Sketch notebook - scales, click to enlargeWhat is equally interesting is the fact that Draycot rarely included the second basic feature of a military sketch: the true and magnetic north. It is these two details that enable one to ‘set’ the sketch, that is to ‘lay it out in the same position as the ground it illustrates, or is going to illustrate, so that the north point on it, [sic] actually points to the north, etc’.x It cannot be assumed that the north is at the top of the sketch, as the sketch should be drawn with its top facing the direction in which troops were moving; North can thus face the bottom edge or the side of a sketch. Why did Draycot not indicate the direction of north on his sketches? Only two surviving sketches indicate north (one, called 'Sketch of Pozieres', is reproduced below; the other is 'Battle of Ypres').

I discussed the questions of scale and marking north with Captain Colin M. Stevens CD, Canadian Army, Reserve Intelligence Officer for the Seaforth Highlanders of Canada. Captain Stevens explained that, since soldiers in World War One tended to remain in the same position for long periods of time and thus knew the directions of the compass, it was not always necessary to mark these on sketches. Soldiers were also familiar with distances because they were well acquainted with the specific area in which they were entrenched.

Judging from descriptions in his memoir, one of Draycot’s specialities was eye sketching (as seen in the sketch of Pozieres below), a form of military sketching without the aid of special instruments, which uses only a board, paper, pencil and flat ruler. The eye sketcher must pay special attention to perspective. As with a map, an eye sketch must be set. During World War One, this was accomplished as follows:
a ruler is placed on the sketch on a line which joins two stations, the distance between which the sketcher has already paced. The sketch is then twisted without moving the ruler until the edge of the ruler is in line with the road between the station at which the sketcher has arrived and the station s/he has just left.xi
Sketch of Pozieres - click to enlargeGood eye sketches call for attention to detail and considerable accuracy. The ‘truth’ which Draycot’s sketches portray is based not only on accurate observation but also on the meticulous application of military sketching technique. To emphasise just how accurate this technique was, it is necessary to give a brief account of the sketching process.xii

Once the scale was drawn and the sketch set, the first station on the sketch was marked and the ruler aligned on it. A plumb line was used to ensure that the ruler was correctly placed. The latter was aligned on any objects required in the sketch. The position of these objects was fixed by intersecting lines drawn from another station. The distance was then paced to the second station and marked off according to scale along the line drawn from the first to the second station.
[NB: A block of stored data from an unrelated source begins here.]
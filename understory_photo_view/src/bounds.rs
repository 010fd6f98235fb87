// Copyright 2025 the Understory Authors
// SPDX-License-Identifier: Apache-2.0 OR MIT

//! Bounds enforcement: keep the displayed image inside, or centered in, the
//! viewport content area.
//!
//! [`correct`] is pure. It reads the current geometry and returns the
//! translation that would fix it; applying that translation to the user
//! transform is the caller's job.
//!
//! ```
//! use kurbo::{Affine, Size, Vec2};
//! use understory_photo_view::bounds::{self, EdgeState};
//!
//! // A 200x100 image drawn 50px right of the origin in a 100x100 area.
//! let draw = Affine::translate((50.0, 0.0));
//! let fix = bounds::correct(draw, Size::new(200.0, 100.0), Size::new(100.0, 100.0)).unwrap();
//! assert_eq!(fix.delta, Vec2::new(-50.0, 0.0));
//! assert_eq!(fix.edge, EdgeState::Left);
//! ```

use kurbo::{Affine, Rect, Size, Vec2};

use crate::geometry::{is_invertible, is_positive, map_rect, rect_at_origin};

/// Distance under which an edge counts as flush with the viewport.
pub const EDGE_EPSILON: f64 = 1e-6;

/// Which horizontal edges of the displayed image are flush with the viewport
/// once bounds have been corrected.
#[derive(Clone, Copy, Debug, PartialEq, Eq, Default)]
pub enum EdgeState {
    /// The image is wider than the viewport and neither edge is pinned.
    None,
    /// The image's left edge sits on the viewport's left edge.
    Left,
    /// The image's right edge sits on the viewport's right edge.
    Right,
    /// The image fits horizontally and is centered.
    #[default]
    Both,
}

/// Translation needed to bring the image back in bounds.
#[derive(Clone, Copy, Debug, PartialEq)]
pub struct BoundsCorrection {
    /// Edge state after applying [`BoundsCorrection::delta`].
    pub edge: EdgeState,
    /// Translation to post-apply to the user transform.
    pub delta: Vec2,
}

impl BoundsCorrection {
    /// Returns `true` if no movement is required.
    #[must_use]
    pub fn is_zero(&self) -> bool {
        self.delta.x.abs() < EDGE_EPSILON && self.delta.y.abs() < EDGE_EPSILON
    }
}

/// Computes the bounds correction for `content` drawn with `draw` in a content
/// area of size `area` (origin at zero).
///
/// Returns `None` when nothing sensible can be computed: empty sizes, a
/// singular matrix or non-finite geometry.
#[must_use]
pub fn correct(draw: Affine, content: Size, area: Size) -> Option<BoundsCorrection> {
    if !is_positive(content) || !is_positive(area) || !is_invertible(draw) {
        return None;
    }
    let rect = map_rect(draw, rect_at_origin(content));
    correct_rect(rect, area)
}

/// Same as [`correct`], for an already mapped display rectangle.
#[must_use]
pub fn correct_rect(rect: Rect, area: Size) -> Option<BoundsCorrection> {
    if !rect.is_finite() || !is_positive(area) {
        return None;
    }
    let dy = axis_delta(rect.y0, rect.y1, area.height);
    let dx = axis_delta(rect.x0, rect.x1, area.width);
    let edge = if rect.width() <= area.width {
        EdgeState::Both
    } else if rect.x0 >= -EDGE_EPSILON {
        EdgeState::Left
    } else if rect.x1 <= area.width + EDGE_EPSILON {
        EdgeState::Right
    } else {
        EdgeState::None
    };
    Some(BoundsCorrection {
        edge,
        delta: Vec2::new(dx, dy),
    })
}

/// Per-axis rule: center when it fits, otherwise pull a gap-leaving edge
/// back to the viewport edge.
fn axis_delta(start: f64, end: f64, extent: f64) -> f64 {
    let len = end - start;
    if len <= extent {
        (extent - len) / 2.0 - start
    } else if start > 0.0 {
        -start
    } else if end < extent {
        extent - end
    } else {
        0.0
    }
}

#[cfg(test)]
mod tests {
    use kurbo::{Affine, Rect, Size, Vec2};

    use super::*;

    const AREA: Size = Size::new(1000.0, 1000.0);

    #[test]
    fn small_content_is_centered_on_both_axes() {
        for offset in [-300.0, 0.0, 75.5, 900.0] {
            let rect = Rect::new(offset, offset * 0.5, offset + 400.0, offset * 0.5 + 200.0);
            let fix = correct_rect(rect, AREA).unwrap();
            let moved = rect + fix.delta;
            assert!((moved.center().x - 500.0).abs() < 1e-9);
            assert!((moved.center().y - 500.0).abs() < 1e-9);
            assert_eq!(fix.edge, EdgeState::Both);
        }
    }

    #[test]
    fn large_content_is_pulled_to_nearest_edge() {
        let fix = correct_rect(Rect::new(100.0, -10.0, 2100.0, 990.0), AREA).unwrap();
        assert_eq!(fix.delta, Vec2::new(-100.0, 10.0));
        assert_eq!(fix.edge, EdgeState::Left);

        let fix = correct_rect(Rect::new(-1500.0, 0.0, 500.0, 2000.0), AREA).unwrap();
        assert_eq!(fix.delta, Vec2::new(500.0, 0.0));
        assert_eq!(fix.edge, EdgeState::Right);

        let fix = correct_rect(Rect::new(-500.0, -500.0, 1500.0, 1500.0), AREA).unwrap();
        assert!(fix.is_zero());
        assert_eq!(fix.edge, EdgeState::None);
    }

    #[test]
    fn pinned_edges_report_without_moving() {
        let fix = correct_rect(Rect::new(0.0, 0.0, 2000.0, 1000.0), AREA).unwrap();
        assert!(fix.is_zero());
        assert_eq!(fix.edge, EdgeState::Left);
        let fix = correct_rect(Rect::new(-1000.0, 0.0, 1000.0, 1000.0), AREA).unwrap();
        assert!(fix.is_zero());
        assert_eq!(fix.edge, EdgeState::Right);
    }

    #[test]
    fn correction_is_idempotent() {
        let content = Size::new(3000.0, 700.0);
        let mut draw = Affine::translate((250.0, -40.0)) * Affine::scale(0.8);
        let first = correct(draw, content, AREA).unwrap();
        draw = draw.then_translate(first.delta);
        let second = correct(draw, content, AREA).unwrap();
        assert!(second.is_zero(), "{second:?}");
        assert_eq!(first.edge, second.edge);
    }

    #[test]
    fn degenerate_geometry_yields_nothing() {
        assert!(correct(Affine::scale(0.0), Size::new(10.0, 10.0), AREA).is_none());
        assert!(correct(Affine::IDENTITY, Size::ZERO, AREA).is_none());
        assert!(correct(Affine::IDENTITY, Size::new(10.0, 10.0), Size::ZERO).is_none());
        assert!(correct_rect(Rect::new(0.0, 0.0, f64::INFINITY, 1.0), AREA).is_none());
    }
}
In this way, the position of the second station was fixed. The sketcher proceeded in a similar fashion to include all the stations and objects on the sketch. Thus, eye sketchers such as Draycot must have a great deal of patience, not to mention technical and mathematical knowledge.


viii R.F. Legge, Military Sketching and Map Reading for Non-Coms. & Men (London: Gale & Polden, 1916), 1.
ix Ibid., 2.
x Ibid., 26.
xi Ibid., 48.
xii A more detailed description can be found in ibid., ch. 8.